For a little over a year now, with your belly full of breakfast, you trek up to my room and mew and chirp at me until I let you in for our morning snuggles that seemingly always drift into the afternoon hours. It was your cries for help that led me to you, just a scared little kitten stuck in a tire, motherless. Your black fur was covered in dirt and dead leaves, on that crisp late September day. I wrapped you in a towel and walked around with you screaming for your mother, but soon you took to me. You snuggled into me, warmed by the towel and my jacket, nothing bothered us. Your body heat left red marks on my skin. You soon grew from a dinky underweight kitten to a slinky dainty girl with a growing pouch filled with treats.

We were forever bound by a golden thread, by a dog with small angel wings and a shining halo. I wonder if he smiled upon us that day when we found one another. 

Do you know, Winnie, how hard I tried not to fall in love with you? Afraid to get hurt again. Afraid that I couldn’t love you well enough after the loss of a furry friend.

Did you meet him? Did he reincarnate into you? Did he tell you to pounce on our elderly indoor cat? Because after all karma is supposedly a cat.

I came to realize that he was lingering behind your yellow-green eyes, Winnie Lou. It’s in the way you cock your head watching the birds. It’s the way you sprint to the kitchen for treats, the way he would. Have you ever seen an overweight dachshund run? It was comical how he would bounce, but you run full speed trying to see if you can beat the swinging door. 
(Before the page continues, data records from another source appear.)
use std::path::Path;
use anyhow::Result;
use image::RgbImage;
use ndarray::{s, Array2, ArrayView2, ArrayView3, Axis, Ix2, Ix3};
use rayon::prelude::*;
use regex::Regex;

use crate::common::{DentBox, DentDetection, PathologyClass, NUM_CLASSES};
use crate::data::{ConfigOrt, Xs};
use crate::detection_processing::{box_to_polygon, mask_to_polygon};
use crate::detection_runners::image_ops::{self, Letterbox};
use crate::detection_runners::inference_process::InferenceProcess;
use crate::detection_runners::nms::{nms, Nms};
use crate::detection_runners::ort_detector::OrtEngine;
use crate::error::InferenceError;

/// Upper bound on detections kept per image after suppression.
pub const MAX_DETECTIONS: usize = 300;

#[derive(Debug, Clone, Copy, PartialEq)]
pub struct Thresholds {
    pub conf: f32,
    pub iou: f32,
}

/// YOLOv8/11 instance segmentation (or plain detection) on ONNX Runtime.
#[derive(Debug)]
pub struct OrtSegmenter {
    engine: OrtEngine,
    nc: usize,
    size: u32,
    thresholds: Thresholds,
}

impl InferenceProcess for OrtSegmenter {
    type Input = RgbImage;
    type Meta = Letterbox;
    type Thresholds = Thresholds;
    type Output = Vec<DentDetection>;

    fn new(options: ConfigOrt) -> Result<Self> {
        let engine = OrtEngine::new(&options)?;

        // Class count follows the model metadata when it carries names
        let nc = match Self::fetch_names(&engine) {
            Some(names) => {
                Self::check_names(&names);
                names.len()
            }
            None => {
                log::warn!("Model metadata has no class names, assuming {} classes", NUM_CLASSES);
                NUM_CLASSES
            }
        };

        let segmenter = Self {
            engine,
            nc,
            size: options.model_size,
            thresholds: Thresholds { conf: options.conf, iou: options.iou },
        };

        for _ in 0..options.num_dry_run {
            let blank = RgbImage::new(segmenter.size, segmenter.size);
            segmenter.run(blank, &segmenter.thresholds)?;
        }

        log::info!(
            "Segmenter ready | Input: {}x{} | Classes: {} | Outputs: {:?}",
            segmenter.size,
            segmenter.size,
            segmenter.nc,
            segmenter.engine.out_names(),
        );

        Ok(segmenter)
    }

    fn preprocess(&self, x: Self::Input) -> Result<(Xs, Letterbox)> {
        let (x, letterbox) = image_ops::preprocess(x, self.size)?;
        Ok((vec![x], letterbox))
    }

    fn inference(&self, xs: Xs) -> Result<Xs> {
        self.engine.engine_run(xs)
    }

    fn postprocess(&self, xs: Xs, letterbox: &Letterbox, thresh: &Thresholds) -> Result<Vec<DentDetection>> {
        let mut preds = None;
        let mut protos = None;
        for x in xs.iter() {
            match x.unbatched_shape().len() {
                2 => preds = Some(x.view().into_shape_with_order(x.unbatched_shape())?.into_dimensionality::<Ix2>()?),
                3 => protos = Some(x.view().into_shape_with_order(x.unbatched_shape())?.into_dimensionality::<Ix3>()?),
                _ => {}
            }
        }
        let Some(preds) = preds else {
            return Err(InferenceError::OutputShape(format!(
                "no prediction tensor among outputs {:?}",
                xs.iter().map(|x| x.shape().to_vec()).collect::<Vec<_>>()
            ))
            .into());
        };

        decode_output(preds, protos, self.nc, letterbox, thresh)
    }
}

impl OrtSegmenter {
    /// Runs the model on the image at `image_path`.
    ///
    /// Instances that cannot be shaped into a detection are logged and skipped; only a
    /// failure of the call as a whole is returned as an error.
    pub fn predict(&self, image_path: &Path, conf: f32, iou: f32) -> Result<Vec<DentDetection>, InferenceError> {
        let image = image::open(image_path)
            .map_err(|source| InferenceError::ImageLoad {
                path: image_path.display().to_string(),
                source,
            })?
            .into_rgb8();
        self.predict_image(image, conf, iou)
    }

    pub fn predict_image(&self, image: RgbImage, conf: f32, iou: f32) -> Result<Vec<DentDetection>, InferenceError> {
        self.forward(image, &Thresholds { conf, iou })
            .map_err(|err| match err.downcast::<InferenceError>() {
                Ok(err) => err,
                Err(err) => InferenceError::Runtime(err),
            })
    }

    fn fetch_names(engine: &OrtEngine) -> Option<Vec<String>> {
        // String format: `{0: 'Abrasion', 1: 'Filling', 2: 'Crown', 3: 'Caries Class 1', ...}`
        engine.try_fetch("names").and_then(|names| parse_names(&names))
    }

    /// Detections always carry the fixed class table; a model trained on something else
    /// still runs but its labels will be wrong.
    fn check_names(names: &[String]) {
        let expected: Vec<&str> = PathologyClass::ALL.iter().map(|c| c.name()).collect();
        if names.len() != expected.len() || names.iter().zip(&expected).any(|(a, b)| a != b) {
            log::warn!("Model class names {:?} differ from the pathology table {:?}", names, expected);
        }
    }
}

pub(crate) fn parse_names(raw: &str) -> Option<Vec<String>> {
    let re = Regex::new(r#"(['"])([-()\w '"]+)(['"])"#).ok()?;
    let mut names_ = vec![];
    for (_, [_, name, _]) in re.captures_iter(raw).map(|x| x.extract()) {
        names_.push(name.to_string());
    }
    if names_.is_empty() { None } else { Some(names_) }
}

/// One anchor that passed the confidence filter, in model-input pixels.
#[derive(Debug, Clone)]
struct Candidate {
    bbox: DentBox,
    confidence: f32,
    class_id: usize,
    coeffs: Vec<f32>,
}

impl Nms for Candidate {
    fn iou(&self, other: &Self) -> f32 {
        self.bbox.iou(&other.bbox)
    }

    fn confidence(&self) -> f32 {
        self.confidence
    }

    fn class_id(&self) -> usize {
        self.class_id
    }
}

/// Turns raw YOLO head output into detections for the original image.
///
/// # Arguments
///
/// * `preds` - `[4 + nc + nm, anchors]` (or its transpose): `cx, cy, w, h`, class scores,
///   mask coefficients.
/// * `protos` - `[nm, mh, mw]` prototype masks; `None` for detect-only models.
/// * `nc` - Number of class score rows.
/// * `letterbox` - How the original image was placed in the model input.
pub(crate) fn decode_output(
    preds: ArrayView2<f32>,
    protos: Option<ArrayView3<f32>>,
    nc: usize,
    letterbox: &Letterbox,
    thresh: &Thresholds,
) -> Result<Vec<DentDetection>> {
    let nm = protos.map(|p| p.len_of(Axis(0))).unwrap_or(0);
    let channels = 4 + nc + nm;
    let preds = if preds.nrows() == channels {
        preds
    } else if preds.ncols() == channels {
        preds.reversed_axes()
    } else {
        return Err(InferenceError::OutputShape(format!(
            "prediction shape {:?} does not match 4 box + {} class + {} mask rows",
            preds.shape(),
            nc,
            nm
        ))
        .into());
    };

    let mut candidates: Vec<Candidate> = preds
        .axis_iter(Axis(1))
        .filter_map(|anchor| {
            let (class_id, &confidence) = anchor
                .slice(s![4..4 + nc])
                .into_iter()
                .enumerate()
                .max_by(|a, b| a.1.total_cmp(b.1))?;
            if confidence <= thresh.conf {
                return None;
            }
            Some(Candidate {
                bbox: DentBox::from_cxcy_wh(anchor[0], anchor[1], anchor[2], anchor[3]),
                confidence,
                class_id,
                coeffs: anchor.slice(s![4 + nc..]).to_vec(),
            })
        })
        .collect();

    nms(&mut candidates, thresh.iou);
    candidates.truncate(MAX_DETECTIONS);

    let orig_shape = (letterbox.height_src, letterbox.width_src);
    let (width, height) = (letterbox.width_src as f32, letterbox.height_src as f32);

    let detections = candidates
        .into_par_iter()
        .filter_map(|candidate| {
            let Some(class) = PathologyClass::from_id(candidate.class_id) else {
                log::warn!("Skipping detection with unknown class id {}", candidate.class_id);
                return None;
            };

            let [x1, y1, x2, y2] = candidate.bbox.xyxy();
            let scale = letterbox.scale;
            let pixel_box = DentBox::from_x1y1_x2y2(x1 / scale, y1 / scale, x2 / scale, y2 / scale)
                .clamp(width, height);

            match protos {
                Some(protos) => {
                    let mask = instance_mask(protos, &candidate, letterbox);
                    let polygon = match mask_to_polygon(mask.view(), orig_shape) {
                        Ok(polygon) => polygon,
                        Err(err) => {
                            log::warn!("Skipping {} instance: {:#}", class, err);
                            return None;
                        }
                    };
                    if polygon.is_empty() {
                        log::debug!("Skipping {} instance without a usable outline", class);
                        return None;
                    }
                    Some(DentDetection::from_polygon(class, candidate.confidence, polygon))
                }
                None => {
                    let xyxy = pixel_box.xyxy();
                    Some(DentDetection::new(
                        class,
                        candidate.confidence,
                        box_to_polygon(xyxy, orig_shape),
                        DentBox::from_xyxy(xyxy, orig_shape),
                    ))
                }
            }
        })
        .collect::<Vec<_>>();

    Ok(detections)
}

/// `sigmoid(coeffs . protos)` over the part of the prototype grid that covers the image,
/// zeroed outside the candidate's box.
fn instance_mask(protos: ArrayView3<f32>, candidate: &Candidate, letterbox: &Letterbox) -> Array2<f32> {
    let (_, mh, mw) = protos.dim();
    let size = letterbox.size_dst as f32;
    let (sx, sy) = (mw as f32 / size, mh as f32 / size);

    let crop_w = ((letterbox.new_w as f32 * sx).round() as usize).clamp(1, mw);
    let crop_h = ((letterbox.new_h as f32 * sy).round() as usize).clamp(1, mh);

    let mut mask = Array2::<f32>::zeros((crop_h, crop_w));
    for (k, &c) in candidate.coeffs.iter().enumerate() {
        mask.scaled_add(c, &protos.index_axis(Axis(0), k).slice(s![..crop_h, ..crop_w]));
    }

    let [x1, y1, x2, y2] = candidate.bbox.xyxy();
    let (x1, x2) = (x1 * sx, x2 * sx);
    let (y1, y2) = (y1 * sy, y2 * sy);
    for ((r, c), v) in mask.indexed_iter_mut() {
        let (r, c) = (r as f32, c as f32);
        *v = if c >= x1 && c < x2 && r >= y1 && r < y2 {
            1. / (1. + (-*v).exp())
        } else {
            0.
        };
    }

    mask
}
You’ve restored my heart to full capacity with every purr. With every head-butt. With the countless biscuits on my blankets, snagging them. Every laugh. Every scratch upon my skin that's turned into a scar, a permanent reminder of you. Every gray hair that you’ve added to my twenty-three-year-old head. Even when I have no privacy or me-time. 

So here I am just another crazy cat lady in society’s eyes. Just another crazy cat lady, with a photo album on my phone full of hundreds of pictures of you. Just another crazy cat lady buying treats and cat food, sometimes those catnip toys without shame. Just another crazy cat lady covered in fur. Just another crazy cat lady watching for the feral cats wondering if the ones coming around are related to you. 

Yet, this is a badge I wear proudly. Forever. All because I have given you my heart and soul, unafraid to love you unconditionally, Winnie Lou.

 


Allyssa Adams is an aspiring novelist and this is her first publication. She is a May 2022 graduate from EIU with a bachelor’s in English with an emphasis in creative writing. Allyssa tends to be an avid reader and a lover of puzzles, other various arts and crafts projects, and animals (even the strays). You can find her on Instagram @allyssa_adams or for bookish content @bookish_bees24 (and on TikTok @Lyssiebeebooks).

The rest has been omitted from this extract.